The district court granted summary judgment for the correctional officers, holding that Darvin’s claims were barred by Heck v. Humphrey.
Heck, a 1994 Supreme Court case, holds that a defendant can’t sue officials for damages for investigative or prosecutorial violations of rights incident to a prosecution, unless he or she could prove that the conviction or sentence had been reversed on direct appeal, expunged by executive order, declared invalid by a state tribunal authorized to make such a determination, or called into question by a habeas corpus decision. This means, for example, that if the cops smash down my door without a warrant and find evidence that I have been importing under-length lobsters, which evidence is used to convict me, I cannot do my time and then sue for money damages because of the illegal search. Heck thus prevents a lot of costly and frivolous litigation.

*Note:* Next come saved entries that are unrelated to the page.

// Display and audio collaborators driven by the protocol
//
// Rendering text and playing audio are external services; the protocol only
// needs these two narrow interfaces. Audio completion is never waited on: the
// phase timer decides when a trial ends and playback is stopped to match.

use crate::error::{ConfigError, ConfigResult};
use std::path::{Path, PathBuf};

/// Shows protocol instructions to the subject
pub trait MessageDisplay: Send + Sync {
    /// Fire-and-forget; assumed near-instant
    fn show_message(&self, text: &str);
}

/// Plays the stimulus of a listening trial
pub trait AudioPlayer: Send + Sync {
    /// Start playback; expected to begin within a small bounded latency
    fn play(&self, song: &Song) -> Result<(), String>;

    /// Stop whatever is playing; stopping silence is a no-op
    fn stop(&self);
}

/// One stimulus of the listening protocol
#[derive(Debug, Clone, PartialEq, Eq)]
pub struct Song {
    /// 1-based song number
    pub number: usize,

    /// Audio file, when a song directory is configured
    pub path: Option<PathBuf>,
}

/// Maps song numbers onto files named song001.mp3, song002.mp3, ...
#[derive(Debug, Clone, Default)]
pub struct SongLibrary {
    directory: Option<PathBuf>,
}

impl SongLibrary {
    pub fn new(directory: Option<PathBuf>) -> Self {
        Self { directory }
    }

    pub fn file_name(number: usize) -> String {
        format!("song{:03}.mp3", number)
    }

    pub fn directory(&self) -> Option<&Path> {
        self.directory.as_deref()
    }

    pub fn song(&self, number: usize) -> Song {
        Song {
            number,
            path: self
                .directory
                .as_ref()
                .map(|dir| dir.join(Self::file_name(number))),
        }
    }

    /// Check that songs 1..=count exist before anything starts
    pub fn verify(&self, count: usize) -> ConfigResult<()> {
        let Some(directory) = &self.directory else {
            return Ok(());
        };
        if !directory.is_dir() {
            return Err(ConfigError::Invalid(format!(
                "song directory not found: {}",
                directory.display()
            )));
        }
        for number in 1..=count {
            let path = directory.join(Self::file_name(number));
            if !path.is_file() {
                return Err(ConfigError::SongMissing(path.display().to_string()));
            }
        }
        Ok(())
    }
}

#[cfg(test)]
mod tests {
    use super::*;
    use tempfile::TempDir;

    #[test]
    fn test_song_file_naming() {
        assert_eq!(SongLibrary::file_name(1), "song001.mp3");
        assert_eq!(SongLibrary::file_name(42), "song042.mp3");

        let library = SongLibrary::new(Some(PathBuf::from("songs")));
        assert_eq!(
            library.song(2).path,
            Some(PathBuf::from("songs").join("song002.mp3"))
        );
        assert_eq!(SongLibrary::default().song(2).path, None);
    }

    #[test]
    fn test_verify_reports_first_missing_song() {
        let dir = TempDir::new().unwrap();
        std::fs::write(dir.path().join("song001.mp3"), b"").unwrap();
        let library = SongLibrary::new(Some(dir.path().to_path_buf()));

        assert!(library.verify(1).is_ok());
        match library.verify(2) {
            Err(ConfigError::SongMissing(path)) => assert!(path.ends_with("song002.mp3")),
            other => panic!("expected missing song, got {:?}", other),
        }
    }

    #[test]
    fn test_verify_without_directory() {
        assert!(SongLibrary::default().verify(5).is_ok());
    }
}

Darvin’s district court extended Heck to a disciplinary proceeding, holding that unless he could show the disciplinary proceeding resulting from the incident where the excessive force was used had been overturned, Heck barred his lawsuit.
As a general proposition, this holding is pernicious. The standard of evidence for a criminal conviction – reasonable doubt – provides some protection against a defendant having been railroaded into a conviction that prevents a later civil action judged under the more relaxed “preponderance of the evidence” standard. But the standard of evidence for a prison disciplinary hearing is the laughably slight “some evidence” standard. That is, as the Supreme Court puts it, there only has to be “some evidence” to support the charge:
Instead, due process in this context requires only that there be some evidence to support the findings made in the disciplinary hearing. Although the evidence… might be characterized as meager, the record [only cannot be] so devoid of evidence that the findings of the disciplinary board were without support or otherwise arbitrary.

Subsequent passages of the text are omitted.